# Opinion - Which Silverado



## hbrady (Oct 28, 2003)

So, I'm looking to move from my 2014 Regular Cab 1/2 ton into a 3/4 ton. I only plow one private road and a couple of driveways. I need extra room and extra towing capacity. What I have found is the 3/4 extra cabs seem to hold their value so I'm having a hard time finding something in budget.

I found a Certified 2013 WT 2500 extended cab 2 hours away. With a straight Fisher SD blade I'm looking at around 32,700. Truck only has 33k but has no options, manual everything, no heated mirrors, real basic WT. Only thing it has is plow prep and tow package.

Right up the road I found a 2012 LT 2500 extended cab with a new 8'6'' Fisher Extreme V plow. About the only option this truck doesn't have is remote start. Truck has 91 K miles and the price is 29,000. Truck is in very nice shape and the dealer is a long-time local shop with a good reputation (it's owner's truck).

So I'm thinking the 2012 w/ V is a better value but my current Chevy truck is my 1st Chevy. Do Silverados nickle and dime you to death with 100k +

I'd love you hear some GM owners opinion on which way to go. 

By the way.. anyone in NE want to add a short half ton to the fleet?
http://maine.craigslist.org/cto/5408022418.html


----------



## GreenThumbPgh (Dec 10, 2015)

Are there any new 2015's left around your area? in pa I ended up getting 7k or so back in rebates since 2016 are out. then you could transfer your plow over or see what the dealer is offering with the trade. Its so hard to find a good used 3/4 ton -up that does not cost the same price as new unless it has 200k miles and 3 wheels!!


----------



## scott3430 (Dec 28, 2010)

How do you feel about options, are they something that you want?

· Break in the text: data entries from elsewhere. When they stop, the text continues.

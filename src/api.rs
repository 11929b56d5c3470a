//! Minimal REST client for the Mastodon endpoints the streaming layer needs.
//!
//! Only server metadata (to find the streaming base URL) and the streaming
//! health check are covered here; the wider REST surface lives elsewhere.

use std::fmt;
use std::time::Duration;

use reqwest::header::AUTHORIZATION;
use reqwest::{Client, StatusCode};
use secrecy::{ExposeSecret, SecretString};
use serde::Deserialize;
use thiserror::Error;
use tracing::debug;

use crate::stream::client::StreamingClient;
use crate::stream::error::StreamError;

const ERROR_BODY_SNIPPET_LEN: usize = 220;
const INSTANCE_PATH: &str = "/api/v2/instance";
const STREAMING_HEALTH_PATH: &str = "/api/v1/streaming/health";

/// User agent sent on REST and websocket requests unless overridden.
pub const DEFAULT_USER_AGENT: &str = concat!("mastodon-stream-sdk/", env!("CARGO_PKG_VERSION"));

#[derive(Clone, Copy, Debug, Eq, PartialEq)]
pub struct ApiDefaults;

impl ApiDefaults {
    pub const CONNECT_TIMEOUT: Duration = Duration::from_secs(5);
    pub const REQUEST_TIMEOUT: Duration = Duration::from_secs(30);
}

#[derive(Clone, Debug)]
pub struct ApiClientOptions {
    /// TCP/TLS connect timeout for REST calls.
    pub connect_timeout: Duration,
    /// Total timeout for one REST request.
    pub request_timeout: Duration,
    /// User agent for REST and websocket requests.
    pub user_agent: String,
}

impl Default for ApiClientOptions {
    fn default() -> Self {
        Self {
            connect_timeout: ApiDefaults::CONNECT_TIMEOUT,
            request_timeout: ApiDefaults::REQUEST_TIMEOUT,
            user_agent: DEFAULT_USER_AGENT.to_string(),
        }
    }
}

/// OAuth access token used for REST calls and stream subscriptions.
#[derive(Clone)]
pub struct AccessToken {
    access_token: SecretString,
    token_type: String,
    scope: Option<String>,
}

impl AccessToken {
    /// Wraps a bearer token string.
    pub fn bearer(access_token: impl Into<String>) -> Self {
        Self {
            access_token: SecretString::new(access_token.into()),
            token_type: "Bearer".to_string(),
            scope: None,
        }
    }

    pub fn with_scope(mut self, scope: impl Into<String>) -> Self {
        self.scope = Some(scope.into());
        self
    }

    pub fn token_type(&self) -> &str {
        &self.token_type
    }

    pub fn scope(&self) -> Option<&str> {
        self.scope.as_deref()
    }

    /// Raw token value, as sent in the `access_token` field of subscriptions.
    pub fn secret(&self) -> &SecretString {
        &self.access_token
    }

    /// Value for the `Authorization` header, e.g. `Bearer abc`.
    pub fn authorization(&self) -> String {
        format!("{} {}", self.token_type, self.access_token.expose_secret())
    }
}

impl fmt::Debug for AccessToken {
    fn fmt(&self, f: &mut fmt::Formatter<'_>) -> fmt::Result {
        f.debug_struct("AccessToken")
            .field("access_token", &"[REDACTED]")
            .field("token_type", &self.token_type)
            .field("scope", &self.scope)
            .finish()
    }
}

#[derive(Clone)]
pub struct MastodonClient {
    http: Client,
    base_url: String,
    token: AccessToken,
    user_agent: String,
    request_timeout: Duration,
}

impl MastodonClient {
    pub fn new(base_url: impl Into<String>, token: AccessToken) -> Result<Self, ApiError> {
        Self::with_options(base_url, token, ApiClientOptions::default())
    }

    pub fn with_options(
        base_url: impl Into<String>,
        token: AccessToken,
        options: ApiClientOptions,
    ) -> Result<Self, ApiError> {
        let http = Client::builder()
            .user_agent(options.user_agent.clone())
            .connect_timeout(options.connect_timeout)
            .build()
            .map_err(ApiError::Transport)?;

        Ok(Self {
            http,
            base_url: normalize_base_url(&base_url.into()),
            token,
            user_agent: options.user_agent,
            request_timeout: options.request_timeout,
        })
    }

    pub fn base_url(&self) -> &str {
        &self.base_url
    }

    pub fn access_token(&self) -> &AccessToken {
        &self.token
    }

    pub fn user_agent(&self) -> &str {
        &self.user_agent
    }

    /// Fetches general server information (`GET /api/v2/instance`).
    pub async fn instance(&self) -> Result<Instance, ApiError> {
        let body = self.get_text(INSTANCE_PATH).await?;
        serde_json::from_str(&body).map_err(|err| ApiError::Parse(err.to_string()))
    }

    /// Calls the streaming liveness endpoint and returns the raw body.
    pub async fn streaming_health(&self) -> Result<String, ApiError> {
        self.get_text(STREAMING_HEALTH_PATH).await
    }

    /// Resolves the streaming endpoint and returns a connector for it.
    pub async fn streaming(&self) -> Result<StreamingClient, StreamError> {
        StreamingClient::discover(self.clone()).await
    }

    fn endpoint(&self, path: &str) -> String {
        format!("{}{}", self.base_url, path)
    }

    async fn get_text(&self, path: &str) -> Result<String, ApiError> {
        let endpoint = self.endpoint(path);
        debug!(event = "rest_request", method = "GET", endpoint = %endpoint);

        let response = self
            .http
            .get(&endpoint)
            .timeout(self.request_timeout)
            .header(AUTHORIZATION, self.token.authorization())
            .send()
            .await
            .map_err(ApiError::Transport)?;
        let status = response.status();
        let body = response.text().await.map_err(ApiError::Transport)?;

        if !status.is_success() {
            return Err(ApiError::HttpStatus {
                status,
                body: summarize_error_body(&body),
            });
        }

        Ok(body)
    }
}

impl fmt::Debug for MastodonClient {
    fn fmt(&self, f: &mut fmt::Formatter<'_>) -> fmt::Result {
        f.debug_struct("MastodonClient")
            .field("base_url", &self.base_url)
            .field("token", &self.token)
            .field("user_agent", &self.user_agent)
            .finish_non_exhaustive()
    }
}

/// Subset of the v2 instance entity.
#[derive(Clone, Debug, Deserialize, PartialEq)]
pub struct Instance {
    /// Domain name of the server.
    pub domain: String,
    /// Display title.
    #[serde(default)]
    pub title: String,
    /// Mastodon version string.
    #[serde(default)]
    pub version: String,
    /// Where the server's source code is published.
    #[serde(default)]
    pub source_url: Option<String>,
    /// Server configuration, including advertised URLs.
    #[serde(default)]
    pub configuration: Option<InstanceConfiguration>,
}

impl Instance {
    /// Streaming base URL advertised by the server, if any.
    pub fn streaming_url(&self) -> Option<&str> {
        self.configuration
            .as_ref()?
            .urls
            .as_ref()?
            .streaming
            .as_deref()
            .filter(|url| !url.trim().is_empty())
    }
}

#[derive(Clone, Debug, Deserialize, PartialEq)]
pub struct InstanceConfiguration {
    /// URLs advertised by the server.
    #[serde(default)]
    pub urls: Option<InstanceUrls>,
}

#[derive(Clone, Debug, Deserialize, PartialEq)]
pub struct InstanceUrls {
    /// Streaming base URL.
    #[serde(default)]
    pub streaming: Option<String>,
    /// Status page URL.
    #[serde(default)]
    pub status: Option<String>,
}

#[derive(Debug, Error)]
pub enum ApiError {
    #[error("request failed: {0}")]
    Transport(reqwest::Error),

    #[error("http status {status}: {body}")]
    HttpStatus { status: StatusCode, body: String },

    #[error("failed to parse response: {0}")]
    Parse(String),
}

pub(crate) fn normalize_base_url(url: &str) -> String {
    url.trim().trim_end_matches('/').to_string()
}

fn summarize_error_body(body: &str) -> String {
    #[derive(Debug, Deserialize)]
    struct ErrorBody {
        #[serde(default)]
        error: Option<String>,
        #[serde(default)]
        error_description: Option<String>,
    }

    if let Ok(parsed) = serde_json::from_str::<ErrorBody>(body) {
        if let Some(message) = parsed.error_description.or(parsed.error) {
            return message;
        }
    }

    body.chars().take(ERROR_BODY_SNIPPET_LEN).collect()
}

#[cfg(test)]
mod tests {
    use super::{
        normalize_base_url, summarize_error_body, AccessToken, Instance, MastodonClient,
        DEFAULT_USER_AGENT,
    };

    #[test]
    fn bearer_token_builds_authorization_header() {
        let token = AccessToken::bearer("abc123");
        assert_eq!(token.authorization(), "Bearer abc123");
        assert_eq!(token.token_type(), "Bearer");
    }

    #[test]
    fn access_token_debug_redacts_secret() {
        let token = AccessToken::bearer("very-secret").with_scope("read");
        let rendered = format!("{token:?}");
        assert!(!rendered.contains("very-secret"));
        assert!(rendered.contains("read"));
    }

    #[test]
    fn base_url_is_trimmed() {
        assert_eq!(
            normalize_base_url(" https://mastodon.social/ \n"),
            "https://mastodon.social"
        );
        let client = MastodonClient::new("https://mastodon.social/", AccessToken::bearer("t"))
            .expect("build client");
        assert_eq!(client.base_url(), "https://mastodon.social");
        assert_eq!(client.user_agent(), DEFAULT_USER_AGENT);
    }

    #[test]
    fn instance_exposes_streaming_url() {
        let payload = r#"{
            "domain": "mastodon.social",
            "title": "Mastodon",
            "version": "4.2.0",
            "usage": {"users": {"active_month": 1}},
            "configuration": {
                "urls": {"streaming": "wss://streaming.mastodon.social"},
                "statuses": {"max_characters": 500}
            }
        }"#;
        let instance: Instance = serde_json::from_str(payload).expect("parse instance");
        assert_eq!(instance.domain, "mastodon.social");
        assert_eq!(
            instance.streaming_url(),
            Some("wss://streaming.mastodon.social")
        );
    }

    #[test]
    fn instance_without_urls_has_no_streaming_url() {
        let instance: Instance =
            serde_json::from_str(r#"{"domain":"example.org","configuration":{"urls":{"streaming":" "}}}"#)
                .expect("parse instance");
        assert_eq!(instance.streaming_url(), None);

        let bare: Instance =
            serde_json::from_str(r#"{"domain":"example.org"}"#).expect("parse instance");
        assert_eq!(bare.streaming_url(), None);
    }

    #[test]
    fn error_body_prefers_mastodon_envelope() {
        assert_eq!(
            summarize_error_body(r#"{"error":"The access token is invalid"}"#),
            "The access token is invalid"
        );
        let long = "x".repeat(500);
        assert_eq!(summarize_error_body(&long).len(), 220);
    }
}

I like the low miles of the 2013'.......but not many options compared to the 2012'.
My truck is loaded because I'm in it everyday for work.


----------



## buttaluv (Dec 8, 2000)

I would look for a leftover 2015, I looked forever for a decent used pickup, I thought using a new truck to get beat up working was silly...but so is spending 25 grand for a truck with 100,000 miles...so I got a 2015


----------



## scott3430 (Dec 28, 2010)

How long will you own the truck? 10 years or more......new leftover might be a good idea to check out.


----------



## coke813 (Aug 24, 2015)

I also went shopping for a used Chevy this summer, but I quickly learned that I didn't want to pay 80% of a new truck price for a 2013 with 60k miles on it already. I ended up buying a new 2015 and got it for about 10,000 below sticker.


----------



## hbrady (Oct 28, 2003)

Just found a local 2015 leftover 2500 ext cab WT with 8'6'' Stainless V for 42K, told the guy to go buy a better pencil sharpener or a truck they can put my 8' HD on. We shall see. 29K for a truck half way to the grave is crazy.


----------



## GreenThumbPgh (Dec 10, 2015)

if you could get that truck for 40k or less with the plow I think thats woud be a good deal.. or find out how much they say the plow is worth tell them u dont want it and put ur old one on then you should get the truck for 34-35k


----------



## PLOWMAN45 (Jul 2, 2003)

id buy new thats just me i got the wt truck model mine has power windows locks mirrors cruise i had the plow already i had a costco discount


----------



## ratherbfishin (Aug 1, 2011)

Yup, for that coin...buy new! Options are personal choice but I would at very least have plow prep, heated mirrors are a must to plow, and power windows are nice to have to clear the snow.


----------



## Philbilly2 (Aug 25, 2007)

To answer the OP's original wear item question:

The front ends of a 100K Chevy will need to be done shortly if not already done. IFS with a plow takes a beating. EX: Idler, Pitman, Tierods and Tierod ends, centerlink, ball joints, front shocks, front wheel bearings.... that type of stuff takes a beating from hanging weight. I would still rather replace a couple of those parts every year rather that drive a lumber wagon with solid front axle every day. 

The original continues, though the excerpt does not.